[Data for the task]

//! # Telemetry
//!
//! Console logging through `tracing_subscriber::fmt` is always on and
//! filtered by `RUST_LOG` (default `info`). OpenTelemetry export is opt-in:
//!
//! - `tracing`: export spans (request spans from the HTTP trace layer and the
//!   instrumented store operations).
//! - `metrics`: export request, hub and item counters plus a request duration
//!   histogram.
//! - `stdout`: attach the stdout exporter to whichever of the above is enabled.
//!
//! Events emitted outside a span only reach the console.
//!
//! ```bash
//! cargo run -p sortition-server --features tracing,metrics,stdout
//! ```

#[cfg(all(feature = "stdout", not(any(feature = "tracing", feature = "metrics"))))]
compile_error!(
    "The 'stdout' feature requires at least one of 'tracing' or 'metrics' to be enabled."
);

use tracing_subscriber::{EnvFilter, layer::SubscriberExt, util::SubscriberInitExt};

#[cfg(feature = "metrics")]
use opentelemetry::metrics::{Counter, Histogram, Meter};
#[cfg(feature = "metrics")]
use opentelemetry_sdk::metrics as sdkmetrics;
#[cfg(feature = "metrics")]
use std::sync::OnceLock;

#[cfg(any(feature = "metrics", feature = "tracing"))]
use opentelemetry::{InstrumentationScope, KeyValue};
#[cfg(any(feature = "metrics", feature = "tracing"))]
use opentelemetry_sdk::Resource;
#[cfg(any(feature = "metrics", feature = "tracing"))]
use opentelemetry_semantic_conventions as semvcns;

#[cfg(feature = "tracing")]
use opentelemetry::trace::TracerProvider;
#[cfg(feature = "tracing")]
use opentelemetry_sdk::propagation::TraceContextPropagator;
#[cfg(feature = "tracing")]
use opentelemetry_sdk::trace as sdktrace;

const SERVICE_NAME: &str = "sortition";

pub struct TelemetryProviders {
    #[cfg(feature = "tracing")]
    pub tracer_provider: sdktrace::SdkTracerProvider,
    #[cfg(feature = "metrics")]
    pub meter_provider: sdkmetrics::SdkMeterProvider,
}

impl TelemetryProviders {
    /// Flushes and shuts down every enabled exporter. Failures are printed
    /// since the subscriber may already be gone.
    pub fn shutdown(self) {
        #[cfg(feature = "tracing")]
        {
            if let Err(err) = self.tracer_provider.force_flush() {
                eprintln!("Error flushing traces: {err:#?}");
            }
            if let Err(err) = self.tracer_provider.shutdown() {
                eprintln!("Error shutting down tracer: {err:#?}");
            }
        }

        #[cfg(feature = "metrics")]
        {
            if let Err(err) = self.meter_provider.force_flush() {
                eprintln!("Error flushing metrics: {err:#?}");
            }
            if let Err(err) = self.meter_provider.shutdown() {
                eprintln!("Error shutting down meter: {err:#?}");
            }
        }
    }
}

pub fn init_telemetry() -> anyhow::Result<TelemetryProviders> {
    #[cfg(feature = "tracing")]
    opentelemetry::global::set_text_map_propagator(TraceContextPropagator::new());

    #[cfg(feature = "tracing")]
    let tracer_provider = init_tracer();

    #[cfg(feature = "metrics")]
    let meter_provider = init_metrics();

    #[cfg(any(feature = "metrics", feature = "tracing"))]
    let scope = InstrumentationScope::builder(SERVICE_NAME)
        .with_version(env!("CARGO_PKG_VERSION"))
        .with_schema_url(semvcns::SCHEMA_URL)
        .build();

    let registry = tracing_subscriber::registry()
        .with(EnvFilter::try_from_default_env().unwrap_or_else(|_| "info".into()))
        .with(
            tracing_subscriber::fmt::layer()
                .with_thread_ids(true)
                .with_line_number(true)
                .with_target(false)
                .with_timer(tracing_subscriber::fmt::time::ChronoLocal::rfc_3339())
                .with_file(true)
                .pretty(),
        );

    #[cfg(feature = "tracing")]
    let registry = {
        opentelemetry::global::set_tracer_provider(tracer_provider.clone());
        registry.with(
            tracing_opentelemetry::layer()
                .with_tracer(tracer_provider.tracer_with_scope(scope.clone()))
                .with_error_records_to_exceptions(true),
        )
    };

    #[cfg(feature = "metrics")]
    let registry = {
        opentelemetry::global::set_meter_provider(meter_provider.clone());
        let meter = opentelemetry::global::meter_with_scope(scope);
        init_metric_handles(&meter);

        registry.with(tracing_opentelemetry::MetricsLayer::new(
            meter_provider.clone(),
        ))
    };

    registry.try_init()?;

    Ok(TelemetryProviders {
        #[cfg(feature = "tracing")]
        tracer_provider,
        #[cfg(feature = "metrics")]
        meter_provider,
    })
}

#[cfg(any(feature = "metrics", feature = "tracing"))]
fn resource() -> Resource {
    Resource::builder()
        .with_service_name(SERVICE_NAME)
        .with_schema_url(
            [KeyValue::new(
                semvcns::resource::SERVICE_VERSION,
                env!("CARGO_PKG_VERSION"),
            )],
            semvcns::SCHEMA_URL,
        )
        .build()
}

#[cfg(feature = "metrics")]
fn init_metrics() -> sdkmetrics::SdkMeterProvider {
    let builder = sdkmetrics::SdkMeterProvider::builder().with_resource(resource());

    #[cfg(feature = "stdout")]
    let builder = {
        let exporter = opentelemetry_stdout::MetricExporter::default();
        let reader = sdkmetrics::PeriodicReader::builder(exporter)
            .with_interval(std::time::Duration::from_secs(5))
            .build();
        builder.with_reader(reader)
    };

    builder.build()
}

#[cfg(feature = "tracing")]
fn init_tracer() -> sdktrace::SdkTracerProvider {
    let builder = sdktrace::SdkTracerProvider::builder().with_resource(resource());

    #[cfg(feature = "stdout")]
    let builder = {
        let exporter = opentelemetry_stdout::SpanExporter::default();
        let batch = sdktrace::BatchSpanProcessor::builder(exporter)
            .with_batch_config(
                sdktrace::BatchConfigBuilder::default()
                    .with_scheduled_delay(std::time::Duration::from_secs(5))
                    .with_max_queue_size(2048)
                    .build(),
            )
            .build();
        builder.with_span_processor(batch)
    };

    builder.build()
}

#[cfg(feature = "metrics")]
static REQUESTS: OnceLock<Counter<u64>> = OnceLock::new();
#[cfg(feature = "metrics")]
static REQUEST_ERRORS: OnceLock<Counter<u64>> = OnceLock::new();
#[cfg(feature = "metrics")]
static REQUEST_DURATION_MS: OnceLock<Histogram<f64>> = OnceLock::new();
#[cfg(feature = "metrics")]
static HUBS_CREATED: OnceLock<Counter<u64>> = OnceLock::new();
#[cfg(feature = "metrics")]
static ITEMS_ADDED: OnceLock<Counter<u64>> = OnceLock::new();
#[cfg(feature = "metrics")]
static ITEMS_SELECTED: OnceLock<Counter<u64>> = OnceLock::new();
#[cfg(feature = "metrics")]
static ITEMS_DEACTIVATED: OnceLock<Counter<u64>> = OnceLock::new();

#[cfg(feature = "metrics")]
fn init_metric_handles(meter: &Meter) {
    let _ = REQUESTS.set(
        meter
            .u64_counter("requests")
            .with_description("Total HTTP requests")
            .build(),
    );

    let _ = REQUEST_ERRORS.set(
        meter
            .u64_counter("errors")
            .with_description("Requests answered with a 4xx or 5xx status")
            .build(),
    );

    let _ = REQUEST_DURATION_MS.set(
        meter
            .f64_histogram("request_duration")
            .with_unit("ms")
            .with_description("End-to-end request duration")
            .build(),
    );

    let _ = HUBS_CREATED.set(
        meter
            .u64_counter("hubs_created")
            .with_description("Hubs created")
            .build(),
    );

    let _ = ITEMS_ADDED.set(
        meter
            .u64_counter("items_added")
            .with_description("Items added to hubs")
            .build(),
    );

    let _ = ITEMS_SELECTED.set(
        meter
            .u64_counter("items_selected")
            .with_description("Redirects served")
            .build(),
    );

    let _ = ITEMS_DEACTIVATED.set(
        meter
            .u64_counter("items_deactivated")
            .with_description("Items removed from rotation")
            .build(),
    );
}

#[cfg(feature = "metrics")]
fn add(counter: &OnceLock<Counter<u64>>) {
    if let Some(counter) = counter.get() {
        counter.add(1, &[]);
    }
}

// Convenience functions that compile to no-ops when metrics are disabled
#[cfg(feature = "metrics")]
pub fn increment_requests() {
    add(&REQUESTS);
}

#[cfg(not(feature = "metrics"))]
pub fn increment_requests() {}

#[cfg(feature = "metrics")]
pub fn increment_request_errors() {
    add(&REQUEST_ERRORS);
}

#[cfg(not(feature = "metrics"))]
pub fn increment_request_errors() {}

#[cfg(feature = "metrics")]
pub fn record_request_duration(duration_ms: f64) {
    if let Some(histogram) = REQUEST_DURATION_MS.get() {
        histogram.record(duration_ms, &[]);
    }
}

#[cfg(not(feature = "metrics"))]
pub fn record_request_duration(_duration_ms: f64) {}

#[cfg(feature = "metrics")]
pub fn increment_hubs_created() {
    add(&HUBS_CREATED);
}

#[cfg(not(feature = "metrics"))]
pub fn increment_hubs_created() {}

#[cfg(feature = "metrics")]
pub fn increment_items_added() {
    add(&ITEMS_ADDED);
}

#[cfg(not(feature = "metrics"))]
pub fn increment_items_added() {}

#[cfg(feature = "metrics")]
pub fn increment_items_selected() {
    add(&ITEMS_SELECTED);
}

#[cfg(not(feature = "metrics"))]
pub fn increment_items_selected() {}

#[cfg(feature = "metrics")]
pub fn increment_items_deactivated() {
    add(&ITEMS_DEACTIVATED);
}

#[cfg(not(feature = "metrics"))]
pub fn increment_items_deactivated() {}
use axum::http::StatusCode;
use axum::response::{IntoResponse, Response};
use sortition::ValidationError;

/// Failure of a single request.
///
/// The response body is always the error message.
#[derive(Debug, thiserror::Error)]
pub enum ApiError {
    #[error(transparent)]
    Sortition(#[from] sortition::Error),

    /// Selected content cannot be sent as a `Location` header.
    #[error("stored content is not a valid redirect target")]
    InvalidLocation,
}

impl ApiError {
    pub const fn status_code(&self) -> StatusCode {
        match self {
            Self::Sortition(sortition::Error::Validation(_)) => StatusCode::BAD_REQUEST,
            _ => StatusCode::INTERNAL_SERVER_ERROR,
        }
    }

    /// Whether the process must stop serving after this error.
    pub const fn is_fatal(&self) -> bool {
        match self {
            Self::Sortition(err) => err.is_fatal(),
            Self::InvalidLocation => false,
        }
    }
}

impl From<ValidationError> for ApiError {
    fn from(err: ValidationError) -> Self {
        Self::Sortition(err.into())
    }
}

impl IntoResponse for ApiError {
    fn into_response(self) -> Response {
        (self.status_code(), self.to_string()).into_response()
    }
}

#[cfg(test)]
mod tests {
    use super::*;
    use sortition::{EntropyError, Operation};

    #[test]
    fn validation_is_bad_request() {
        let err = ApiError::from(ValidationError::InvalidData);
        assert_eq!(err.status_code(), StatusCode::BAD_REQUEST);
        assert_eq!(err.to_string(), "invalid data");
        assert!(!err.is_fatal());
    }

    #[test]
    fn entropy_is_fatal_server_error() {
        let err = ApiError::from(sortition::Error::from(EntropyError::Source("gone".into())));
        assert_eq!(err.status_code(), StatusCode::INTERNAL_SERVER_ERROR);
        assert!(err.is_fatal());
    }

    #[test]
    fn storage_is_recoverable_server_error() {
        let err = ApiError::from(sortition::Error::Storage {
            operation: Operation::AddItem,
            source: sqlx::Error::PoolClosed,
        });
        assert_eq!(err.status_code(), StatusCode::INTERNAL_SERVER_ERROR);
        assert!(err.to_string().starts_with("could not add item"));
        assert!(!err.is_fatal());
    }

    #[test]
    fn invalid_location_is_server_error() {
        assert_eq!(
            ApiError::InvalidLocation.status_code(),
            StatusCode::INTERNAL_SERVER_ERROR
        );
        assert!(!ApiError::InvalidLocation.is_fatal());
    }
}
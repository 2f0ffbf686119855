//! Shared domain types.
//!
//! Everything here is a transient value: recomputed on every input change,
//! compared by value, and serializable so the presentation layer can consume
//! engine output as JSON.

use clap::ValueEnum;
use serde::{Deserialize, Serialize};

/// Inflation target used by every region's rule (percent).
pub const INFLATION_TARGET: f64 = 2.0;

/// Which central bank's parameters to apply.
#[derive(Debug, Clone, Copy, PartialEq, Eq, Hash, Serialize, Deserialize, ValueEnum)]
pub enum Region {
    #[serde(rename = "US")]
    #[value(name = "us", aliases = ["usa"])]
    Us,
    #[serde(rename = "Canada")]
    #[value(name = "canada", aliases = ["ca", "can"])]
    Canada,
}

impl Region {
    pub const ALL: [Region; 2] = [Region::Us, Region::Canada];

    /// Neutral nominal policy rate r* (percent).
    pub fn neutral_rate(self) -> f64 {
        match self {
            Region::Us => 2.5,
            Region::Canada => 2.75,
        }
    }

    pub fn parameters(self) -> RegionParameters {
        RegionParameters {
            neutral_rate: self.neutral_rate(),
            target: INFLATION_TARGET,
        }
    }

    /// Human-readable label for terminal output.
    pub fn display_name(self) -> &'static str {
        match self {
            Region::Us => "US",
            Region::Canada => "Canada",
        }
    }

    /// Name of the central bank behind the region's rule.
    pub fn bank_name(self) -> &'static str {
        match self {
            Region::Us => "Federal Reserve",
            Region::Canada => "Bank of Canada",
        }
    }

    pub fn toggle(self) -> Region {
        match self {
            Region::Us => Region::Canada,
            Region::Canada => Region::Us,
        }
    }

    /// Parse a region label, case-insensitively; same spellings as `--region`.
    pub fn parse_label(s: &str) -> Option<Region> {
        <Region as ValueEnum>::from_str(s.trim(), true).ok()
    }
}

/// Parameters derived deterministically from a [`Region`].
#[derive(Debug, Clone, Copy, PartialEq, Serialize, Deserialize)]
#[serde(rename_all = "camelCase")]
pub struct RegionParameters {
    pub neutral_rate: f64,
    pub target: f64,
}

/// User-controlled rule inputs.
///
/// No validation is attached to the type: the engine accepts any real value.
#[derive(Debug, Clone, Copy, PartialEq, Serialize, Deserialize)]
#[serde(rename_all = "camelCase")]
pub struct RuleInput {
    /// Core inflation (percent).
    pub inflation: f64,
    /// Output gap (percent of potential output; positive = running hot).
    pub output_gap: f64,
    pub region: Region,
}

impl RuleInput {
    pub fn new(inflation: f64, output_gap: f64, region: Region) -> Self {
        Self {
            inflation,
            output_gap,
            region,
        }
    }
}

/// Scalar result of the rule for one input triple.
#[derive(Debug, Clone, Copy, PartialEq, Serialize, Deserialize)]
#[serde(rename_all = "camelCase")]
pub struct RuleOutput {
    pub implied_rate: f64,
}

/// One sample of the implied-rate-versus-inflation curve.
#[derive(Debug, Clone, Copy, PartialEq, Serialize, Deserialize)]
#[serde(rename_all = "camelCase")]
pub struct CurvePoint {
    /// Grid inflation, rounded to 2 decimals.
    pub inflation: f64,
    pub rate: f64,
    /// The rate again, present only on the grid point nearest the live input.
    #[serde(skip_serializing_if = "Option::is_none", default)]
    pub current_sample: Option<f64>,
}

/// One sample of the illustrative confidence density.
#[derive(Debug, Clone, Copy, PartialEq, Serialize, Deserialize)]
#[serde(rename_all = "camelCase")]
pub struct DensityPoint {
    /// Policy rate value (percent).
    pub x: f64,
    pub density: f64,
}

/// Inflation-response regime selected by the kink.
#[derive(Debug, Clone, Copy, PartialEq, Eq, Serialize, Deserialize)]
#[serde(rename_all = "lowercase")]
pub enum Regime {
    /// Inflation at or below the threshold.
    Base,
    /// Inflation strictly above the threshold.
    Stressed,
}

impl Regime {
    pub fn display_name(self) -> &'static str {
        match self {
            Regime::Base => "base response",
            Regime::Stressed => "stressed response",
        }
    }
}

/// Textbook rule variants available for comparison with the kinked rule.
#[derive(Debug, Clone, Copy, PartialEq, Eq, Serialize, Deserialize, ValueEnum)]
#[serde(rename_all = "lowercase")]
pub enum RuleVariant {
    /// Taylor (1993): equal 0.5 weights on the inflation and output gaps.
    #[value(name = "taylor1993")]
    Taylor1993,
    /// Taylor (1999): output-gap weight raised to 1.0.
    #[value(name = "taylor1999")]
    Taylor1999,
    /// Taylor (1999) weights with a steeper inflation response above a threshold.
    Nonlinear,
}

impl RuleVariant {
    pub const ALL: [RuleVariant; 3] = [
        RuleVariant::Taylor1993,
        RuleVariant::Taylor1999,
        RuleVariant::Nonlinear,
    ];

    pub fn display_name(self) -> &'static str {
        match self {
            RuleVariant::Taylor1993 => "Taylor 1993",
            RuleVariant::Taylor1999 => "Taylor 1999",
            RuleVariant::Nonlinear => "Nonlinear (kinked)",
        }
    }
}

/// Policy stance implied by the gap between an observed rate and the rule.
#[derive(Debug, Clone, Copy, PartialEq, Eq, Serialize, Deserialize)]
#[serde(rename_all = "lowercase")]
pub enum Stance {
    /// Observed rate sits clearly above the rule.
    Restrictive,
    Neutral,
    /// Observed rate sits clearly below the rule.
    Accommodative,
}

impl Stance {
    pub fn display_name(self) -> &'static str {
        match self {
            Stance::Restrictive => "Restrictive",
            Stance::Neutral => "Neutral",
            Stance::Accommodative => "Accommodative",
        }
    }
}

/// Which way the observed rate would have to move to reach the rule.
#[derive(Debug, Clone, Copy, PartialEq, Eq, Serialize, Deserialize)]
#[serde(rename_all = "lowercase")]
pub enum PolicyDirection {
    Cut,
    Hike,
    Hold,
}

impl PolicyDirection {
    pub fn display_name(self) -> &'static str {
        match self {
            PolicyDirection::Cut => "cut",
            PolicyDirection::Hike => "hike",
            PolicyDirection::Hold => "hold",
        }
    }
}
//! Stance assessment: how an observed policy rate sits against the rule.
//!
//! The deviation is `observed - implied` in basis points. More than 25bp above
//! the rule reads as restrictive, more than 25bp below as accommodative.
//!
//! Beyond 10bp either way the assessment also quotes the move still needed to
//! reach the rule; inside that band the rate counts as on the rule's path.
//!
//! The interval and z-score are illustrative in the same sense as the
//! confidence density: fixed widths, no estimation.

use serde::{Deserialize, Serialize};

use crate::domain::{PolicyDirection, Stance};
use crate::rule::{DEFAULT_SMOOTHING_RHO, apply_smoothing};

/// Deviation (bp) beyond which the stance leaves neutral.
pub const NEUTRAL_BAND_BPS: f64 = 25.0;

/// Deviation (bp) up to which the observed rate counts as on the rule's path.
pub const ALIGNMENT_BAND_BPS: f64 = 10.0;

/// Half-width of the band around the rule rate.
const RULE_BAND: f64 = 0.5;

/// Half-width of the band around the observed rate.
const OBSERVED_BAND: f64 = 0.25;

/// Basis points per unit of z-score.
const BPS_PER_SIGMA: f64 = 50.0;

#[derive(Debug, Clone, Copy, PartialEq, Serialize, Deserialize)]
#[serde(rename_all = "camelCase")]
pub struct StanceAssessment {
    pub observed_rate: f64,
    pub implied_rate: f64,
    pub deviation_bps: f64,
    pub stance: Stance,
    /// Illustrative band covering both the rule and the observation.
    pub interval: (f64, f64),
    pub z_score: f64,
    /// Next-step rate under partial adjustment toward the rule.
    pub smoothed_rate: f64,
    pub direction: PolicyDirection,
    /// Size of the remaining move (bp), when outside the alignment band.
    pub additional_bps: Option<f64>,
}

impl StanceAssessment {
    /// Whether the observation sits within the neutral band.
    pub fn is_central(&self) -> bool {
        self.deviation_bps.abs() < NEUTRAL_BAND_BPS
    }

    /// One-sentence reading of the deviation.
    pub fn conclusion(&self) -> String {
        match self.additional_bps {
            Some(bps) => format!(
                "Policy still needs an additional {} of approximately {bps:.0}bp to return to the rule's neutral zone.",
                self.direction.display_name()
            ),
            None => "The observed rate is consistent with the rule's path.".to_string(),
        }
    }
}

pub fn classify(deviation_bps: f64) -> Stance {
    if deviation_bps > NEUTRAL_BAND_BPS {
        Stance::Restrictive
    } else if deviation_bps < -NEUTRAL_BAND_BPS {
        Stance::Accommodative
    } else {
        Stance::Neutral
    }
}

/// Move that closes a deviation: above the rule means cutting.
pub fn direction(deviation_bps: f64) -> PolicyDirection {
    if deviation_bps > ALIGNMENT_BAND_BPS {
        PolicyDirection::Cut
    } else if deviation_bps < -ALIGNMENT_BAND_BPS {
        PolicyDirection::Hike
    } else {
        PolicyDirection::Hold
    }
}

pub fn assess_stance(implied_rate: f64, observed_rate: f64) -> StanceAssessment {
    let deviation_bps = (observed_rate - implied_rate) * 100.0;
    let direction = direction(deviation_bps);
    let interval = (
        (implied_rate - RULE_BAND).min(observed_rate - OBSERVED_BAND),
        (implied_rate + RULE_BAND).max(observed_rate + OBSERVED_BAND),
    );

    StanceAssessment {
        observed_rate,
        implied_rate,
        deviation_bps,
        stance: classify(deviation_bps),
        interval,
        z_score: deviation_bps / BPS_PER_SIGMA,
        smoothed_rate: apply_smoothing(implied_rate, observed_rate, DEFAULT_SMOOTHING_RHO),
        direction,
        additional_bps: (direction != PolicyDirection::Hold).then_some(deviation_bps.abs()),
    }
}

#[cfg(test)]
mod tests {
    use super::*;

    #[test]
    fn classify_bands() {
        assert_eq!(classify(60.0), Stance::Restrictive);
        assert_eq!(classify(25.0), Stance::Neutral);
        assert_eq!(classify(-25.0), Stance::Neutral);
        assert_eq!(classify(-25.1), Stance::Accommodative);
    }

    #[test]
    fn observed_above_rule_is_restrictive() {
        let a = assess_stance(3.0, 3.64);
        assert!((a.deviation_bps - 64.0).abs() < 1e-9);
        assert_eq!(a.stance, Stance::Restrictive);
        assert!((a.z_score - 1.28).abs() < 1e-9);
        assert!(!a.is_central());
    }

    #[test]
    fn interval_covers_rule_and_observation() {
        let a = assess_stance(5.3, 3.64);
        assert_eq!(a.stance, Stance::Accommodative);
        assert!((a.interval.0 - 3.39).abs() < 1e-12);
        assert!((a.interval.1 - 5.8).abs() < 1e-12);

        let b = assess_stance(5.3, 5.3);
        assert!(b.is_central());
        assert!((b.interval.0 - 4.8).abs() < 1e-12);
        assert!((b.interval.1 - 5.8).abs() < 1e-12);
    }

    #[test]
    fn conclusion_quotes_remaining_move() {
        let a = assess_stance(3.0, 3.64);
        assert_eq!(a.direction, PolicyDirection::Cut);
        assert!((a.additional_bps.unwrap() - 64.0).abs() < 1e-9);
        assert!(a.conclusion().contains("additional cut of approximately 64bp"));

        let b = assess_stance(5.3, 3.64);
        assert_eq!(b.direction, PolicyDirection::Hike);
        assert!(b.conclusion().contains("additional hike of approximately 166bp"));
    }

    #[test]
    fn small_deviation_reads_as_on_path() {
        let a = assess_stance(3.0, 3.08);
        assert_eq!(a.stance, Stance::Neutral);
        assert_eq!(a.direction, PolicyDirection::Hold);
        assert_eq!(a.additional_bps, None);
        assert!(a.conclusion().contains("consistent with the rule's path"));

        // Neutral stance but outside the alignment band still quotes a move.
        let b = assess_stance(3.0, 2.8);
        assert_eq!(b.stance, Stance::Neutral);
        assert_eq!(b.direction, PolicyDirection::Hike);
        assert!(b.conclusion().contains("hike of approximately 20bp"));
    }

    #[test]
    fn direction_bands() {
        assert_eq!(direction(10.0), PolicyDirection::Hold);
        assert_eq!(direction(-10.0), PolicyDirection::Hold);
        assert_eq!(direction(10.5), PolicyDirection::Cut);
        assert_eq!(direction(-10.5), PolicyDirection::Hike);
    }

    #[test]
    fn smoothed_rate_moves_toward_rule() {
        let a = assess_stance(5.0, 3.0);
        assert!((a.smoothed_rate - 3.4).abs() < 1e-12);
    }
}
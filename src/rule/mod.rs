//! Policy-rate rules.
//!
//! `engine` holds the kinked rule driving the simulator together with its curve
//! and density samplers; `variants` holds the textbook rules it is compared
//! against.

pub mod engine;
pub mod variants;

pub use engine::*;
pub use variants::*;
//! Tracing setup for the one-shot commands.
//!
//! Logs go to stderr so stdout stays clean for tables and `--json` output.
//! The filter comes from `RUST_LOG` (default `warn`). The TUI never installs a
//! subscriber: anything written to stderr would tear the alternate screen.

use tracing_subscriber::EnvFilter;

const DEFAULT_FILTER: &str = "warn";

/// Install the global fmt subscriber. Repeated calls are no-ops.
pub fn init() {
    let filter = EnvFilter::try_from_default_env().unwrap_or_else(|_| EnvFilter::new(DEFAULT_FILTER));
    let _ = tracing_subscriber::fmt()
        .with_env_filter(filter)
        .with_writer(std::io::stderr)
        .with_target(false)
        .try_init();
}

[/Data for the task]

* **Problem description**
How many of the lines above include the word "domain"? State that number and nothing else.

* **Solution to the exercise**
2